Before landing this, I'd like to try an approach of compressing all SourceLocations within a record as a sequence.
Something with a state machine like:

  • at the start of each record, Current = 0
  • for each Loc:
    • if Loc is far from current, encode as 33-bit integer Loc<<1 | 1
    • if Loc is close to current, encode as abs(Loc) << 2 | sign(Loc) << 1 | 0
    • if Loc is nonzero, Current = Loc

This would guarantee efficient representations of nearby and null sourcelocations, while regressing random locations by 1 bit only.

This can be done explicitly with an API like: SrcLocSeq Locs(Stream); Locs.Add(Loc1); Locs.Add(Loc2);, or implicitly by changing the behavior of AddSourceLocation. The latter seems easier to try, and would require more machinery but fewer local changes than this patch.

Let me try to put something together to see what the gains are...

Yeah, that sounds promising. Various source locations inside the same nodes are probably very close. Probably even across nodes.
If we are willing to take on a bit more complexity, we could probably get even bigger wins by storing all source locations in a single array having indices into that array in the actual positions where we need the source locations. That way we can have:

  • get the benefits of delta-encoding in the source locations array, probably even across nodes,
  • probably still get quite good encoding for indices inside this array inside the actual AST nodes. Will definitely get those if we delta-encode the indices inside the same node.

I suspect there are requirements that will force us to store the array in chunks and allow searching for a particular chunk.

However, that's really adding quite a bit of complexity and I'm not sure preamble sizes are such a big deal outside our environment. E.g. even 10% savings are borderline for that kind of complexity.

Yeah, that sounds promising. Various source locations inside the same nodes are probably very close. Probably even across nodes.

Yeah. The reason to avoid compressing across nodes is it breaks lazy-loading. (Also I'm not sure whether related decls end up proximate in the output). Maybe there's a way around it, but this is much lower-hanging I think.

If we are willing to take on a bit more complexity, we could probably get even bigger wins by storing all source locations in a single array having indices into that array in the actual positions where we need the source locations.

This is an interesting idea, I wonder whether it will be a win.

The delta-encodings are efficient as you note, but we have to represent SourceLocations twice. (value + index).
I think the #bits we save storing indices vs SourceLocations is similar to the #bits we need to encode the deltas.
If these cancel out then the savings we get are from deduplicating SourceLocations in the array - I suspect there aren't actually that many duplicates, we'd be lucky to halve the array size.

Rough example with made-up numbers:

  • today we store raw SourceLocations, N * ~28 bits
  • maybe simple delta-encoding maybe reduces this by 8 to N * 20 bits average
  • sorted SourceLocation array (no delta-encoding, no deduplication) is N * 28, indices maybe N * 23 (assuming distance of 2^5 between sourcelocations)
  • delta-encoding the array means it takes conservatively N * 7 bits (5 bits average delta + VBR overhead + variance)
  • delta-encoding the indices yields the same 8 bits as before => N * 15
  • deduplcating the halves the entries and reduces the size of indices by 1 bit
  • this yields N/2*7 for the array + N * 14 for indices = N * 17.5

So we come out ahead (20->17.5) if deduplication halves #locations.
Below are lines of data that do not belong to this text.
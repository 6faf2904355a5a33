use actix_cors::Cors;
use actix_web::{middleware::Logger, web, App, HttpServer};

use business_directory::config::AppConfig;
use business_directory::database::Database;
use business_directory::handlers;
use business_directory::storage::ImageStore;

#[actix_web::main]
async fn main() -> std::io::Result<()> {
    // Load environment variables
    dotenv::dotenv().ok();
    env_logger::init_from_env(env_logger::Env::new().default_filter_or("info"));

    let config = AppConfig::from_env()
        .map_err(|msg| std::io::Error::new(std::io::ErrorKind::InvalidInput, msg))?;
    let bind_address = config.bind_address();

    let db = Database::connect(&config.database_url).await.map_err(|err| {
        log::error!("Failed to initialize database: {err:?}");
        std::io::Error::new(std::io::ErrorKind::Other, err)
    })?;

    match db.init_schema().await {
        Ok(()) => log::info!("DB schema ensured"),
        Err(err) => {
            log::error!("Failed to apply migrations: {err}");
            return Err(std::io::Error::new(std::io::ErrorKind::Other, err));
        }
    }

    let store = ImageStore::new(config.upload_dir.clone(), config.max_upload_bytes);
    store.ensure_root().await?;
    log::info!("Storing uploaded images in {}", store.root().display());

    let db_data = web::Data::new(db);
    let store_data = web::Data::new(store);
    let config_data = web::Data::new(config);

    log::info!("Starting business directory service on {}", bind_address);

    HttpServer::new(move || {
        let cors = match config_data.cors_origin.as_deref() {
            Some(origin) => Cors::default().allowed_origin(origin),
            None => Cors::default().allow_any_origin(),
        }
        .allow_any_method()
        .allow_any_header()
        .supports_credentials()
        .max_age(3600);

        App::new()
            .app_data(db_data.clone())
            .app_data(store_data.clone())
            .app_data(config_data.clone())
            .wrap(cors)
            .wrap(Logger::default())
            .configure(handlers::configure)
    })
    .bind(&bind_address)?
    .run()
    .await
}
If it reduces by a third, it's 20->19 instead.
This seems likely to be an improvement, over simple delta, but much smaller than delta vs status quo.

I suspect there are requirements that will force us to store the array in chunks and allow searching for a particular chunk.

However, that's really adding quite a bit of complexity and I'm not sure preamble sizes are such a big deal outside our environment. E.g. even 10% savings are borderline for that kind of complexity.

Yeah, I don't plan to pursue this for now because the complexity/reward scares me, but if we get really squeezed for size we could revisit.